Transcribe the data below verbatim from the line with "#[allow(clippy::wrong_self_convention)]" to the line with "impl<'de> Visitor<'de> for". Include both of those lines.
-.-.-
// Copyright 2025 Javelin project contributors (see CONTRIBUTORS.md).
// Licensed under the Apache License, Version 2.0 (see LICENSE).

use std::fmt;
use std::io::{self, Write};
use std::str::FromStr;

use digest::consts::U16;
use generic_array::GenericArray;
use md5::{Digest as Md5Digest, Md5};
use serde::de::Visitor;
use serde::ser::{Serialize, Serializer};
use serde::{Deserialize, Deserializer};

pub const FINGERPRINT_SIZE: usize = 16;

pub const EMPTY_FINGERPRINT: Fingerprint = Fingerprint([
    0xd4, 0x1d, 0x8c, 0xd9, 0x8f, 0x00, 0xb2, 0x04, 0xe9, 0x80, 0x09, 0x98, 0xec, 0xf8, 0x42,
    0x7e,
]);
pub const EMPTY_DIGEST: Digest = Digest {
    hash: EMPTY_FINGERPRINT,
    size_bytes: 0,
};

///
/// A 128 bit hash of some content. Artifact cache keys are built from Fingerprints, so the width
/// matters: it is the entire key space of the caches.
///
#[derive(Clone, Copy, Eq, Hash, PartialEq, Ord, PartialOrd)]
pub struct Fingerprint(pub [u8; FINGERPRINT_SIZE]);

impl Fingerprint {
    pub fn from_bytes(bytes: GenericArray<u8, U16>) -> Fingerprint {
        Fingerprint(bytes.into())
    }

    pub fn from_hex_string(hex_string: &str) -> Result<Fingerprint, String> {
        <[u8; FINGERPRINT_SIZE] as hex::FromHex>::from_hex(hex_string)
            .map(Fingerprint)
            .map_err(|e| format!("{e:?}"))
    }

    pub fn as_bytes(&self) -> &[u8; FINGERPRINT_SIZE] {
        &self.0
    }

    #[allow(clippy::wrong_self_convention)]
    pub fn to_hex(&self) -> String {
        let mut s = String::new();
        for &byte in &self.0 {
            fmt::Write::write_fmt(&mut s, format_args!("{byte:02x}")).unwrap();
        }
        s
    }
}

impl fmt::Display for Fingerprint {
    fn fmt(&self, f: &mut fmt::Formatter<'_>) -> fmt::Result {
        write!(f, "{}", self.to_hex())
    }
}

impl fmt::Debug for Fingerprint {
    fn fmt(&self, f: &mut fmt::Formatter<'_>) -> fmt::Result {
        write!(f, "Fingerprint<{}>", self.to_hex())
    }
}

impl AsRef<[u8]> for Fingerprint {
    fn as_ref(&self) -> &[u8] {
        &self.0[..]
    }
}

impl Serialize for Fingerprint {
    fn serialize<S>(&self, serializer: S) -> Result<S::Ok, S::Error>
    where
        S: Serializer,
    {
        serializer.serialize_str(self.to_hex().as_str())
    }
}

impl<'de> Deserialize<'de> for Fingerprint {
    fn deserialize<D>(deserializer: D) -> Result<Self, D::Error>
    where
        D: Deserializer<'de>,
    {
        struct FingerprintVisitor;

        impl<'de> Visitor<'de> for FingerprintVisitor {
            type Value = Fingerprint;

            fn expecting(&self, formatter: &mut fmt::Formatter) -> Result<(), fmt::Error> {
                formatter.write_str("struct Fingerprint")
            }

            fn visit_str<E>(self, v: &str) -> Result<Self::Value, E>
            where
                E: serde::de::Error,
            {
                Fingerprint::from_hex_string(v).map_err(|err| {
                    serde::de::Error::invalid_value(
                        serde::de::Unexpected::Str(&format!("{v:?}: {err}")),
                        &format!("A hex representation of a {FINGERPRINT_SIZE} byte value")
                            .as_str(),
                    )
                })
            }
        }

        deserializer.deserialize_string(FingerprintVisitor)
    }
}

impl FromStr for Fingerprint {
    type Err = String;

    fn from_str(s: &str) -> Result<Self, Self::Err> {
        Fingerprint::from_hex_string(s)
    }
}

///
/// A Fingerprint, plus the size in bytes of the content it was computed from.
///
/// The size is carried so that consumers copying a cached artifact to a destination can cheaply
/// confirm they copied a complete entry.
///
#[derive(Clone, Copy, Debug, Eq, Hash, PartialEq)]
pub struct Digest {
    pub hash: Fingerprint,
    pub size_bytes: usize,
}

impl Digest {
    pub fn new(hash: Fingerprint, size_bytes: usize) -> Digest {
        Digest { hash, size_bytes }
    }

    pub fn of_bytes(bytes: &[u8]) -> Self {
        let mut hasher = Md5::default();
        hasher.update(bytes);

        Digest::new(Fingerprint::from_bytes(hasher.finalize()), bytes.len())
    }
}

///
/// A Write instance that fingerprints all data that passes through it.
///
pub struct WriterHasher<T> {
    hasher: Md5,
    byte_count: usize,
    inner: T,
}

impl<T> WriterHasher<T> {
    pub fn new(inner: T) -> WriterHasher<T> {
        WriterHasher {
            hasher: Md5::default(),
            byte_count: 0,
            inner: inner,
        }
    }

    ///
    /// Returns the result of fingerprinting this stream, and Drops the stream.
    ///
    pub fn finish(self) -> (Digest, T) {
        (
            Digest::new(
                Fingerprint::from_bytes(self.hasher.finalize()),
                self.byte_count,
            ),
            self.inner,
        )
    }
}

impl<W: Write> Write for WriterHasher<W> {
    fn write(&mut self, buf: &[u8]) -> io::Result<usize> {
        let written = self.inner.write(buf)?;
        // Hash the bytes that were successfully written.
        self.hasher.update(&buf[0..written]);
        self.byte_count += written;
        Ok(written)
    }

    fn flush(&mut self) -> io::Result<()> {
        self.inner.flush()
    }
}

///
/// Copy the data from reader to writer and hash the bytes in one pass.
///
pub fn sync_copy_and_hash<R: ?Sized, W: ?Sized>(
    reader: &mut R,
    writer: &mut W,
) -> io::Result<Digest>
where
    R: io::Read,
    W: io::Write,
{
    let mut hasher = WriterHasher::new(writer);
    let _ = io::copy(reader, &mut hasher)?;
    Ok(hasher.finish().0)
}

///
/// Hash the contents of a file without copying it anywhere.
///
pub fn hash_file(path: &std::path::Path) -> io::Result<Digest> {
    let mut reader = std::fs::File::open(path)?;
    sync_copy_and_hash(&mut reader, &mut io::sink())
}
-.-.-
:: EXERCISE SOLUTION ::
    #[allow(clippy::wrong_self_convention)]
    pub fn to_hex(&self) -> String {
        let mut s = String::new();
        for &byte in &self.0 {
            fmt::Write::write_fmt(&mut s, format_args!("{byte:02x}")).unwrap();
        }
        s
    }
}

impl fmt::Display for Fingerprint {
    fn fmt(&self, f: &mut fmt::Formatter<'_>) -> fmt::Result {
        write!(f, "{}", self.to_hex())
    }
}

impl fmt::Debug for Fingerprint {
    fn fmt(&self, f: &mut fmt::Formatter<'_>) -> fmt::Result {
        write!(f, "Fingerprint<{}>", self.to_hex())
    }
}

impl AsRef<[u8]> for Fingerprint {
    fn as_ref(&self) -> &[u8] {
        &self.0[..]
    }
}

impl Serialize for Fingerprint {
    fn serialize<S>(&self, serializer: S) -> Result<S::Ok, S::Error>
    where
        S: Serializer,
    {
        serializer.serialize_str(self.to_hex().as_str())
    }
}

impl<'de> Deserialize<'de> for Fingerprint {
    fn deserialize<D>(deserializer: D) -> Result<Self, D::Error>
    where
        D: Deserializer<'de>,
    {
        struct FingerprintVisitor;

        impl<'de> Visitor<'de> for FingerprintVisitor {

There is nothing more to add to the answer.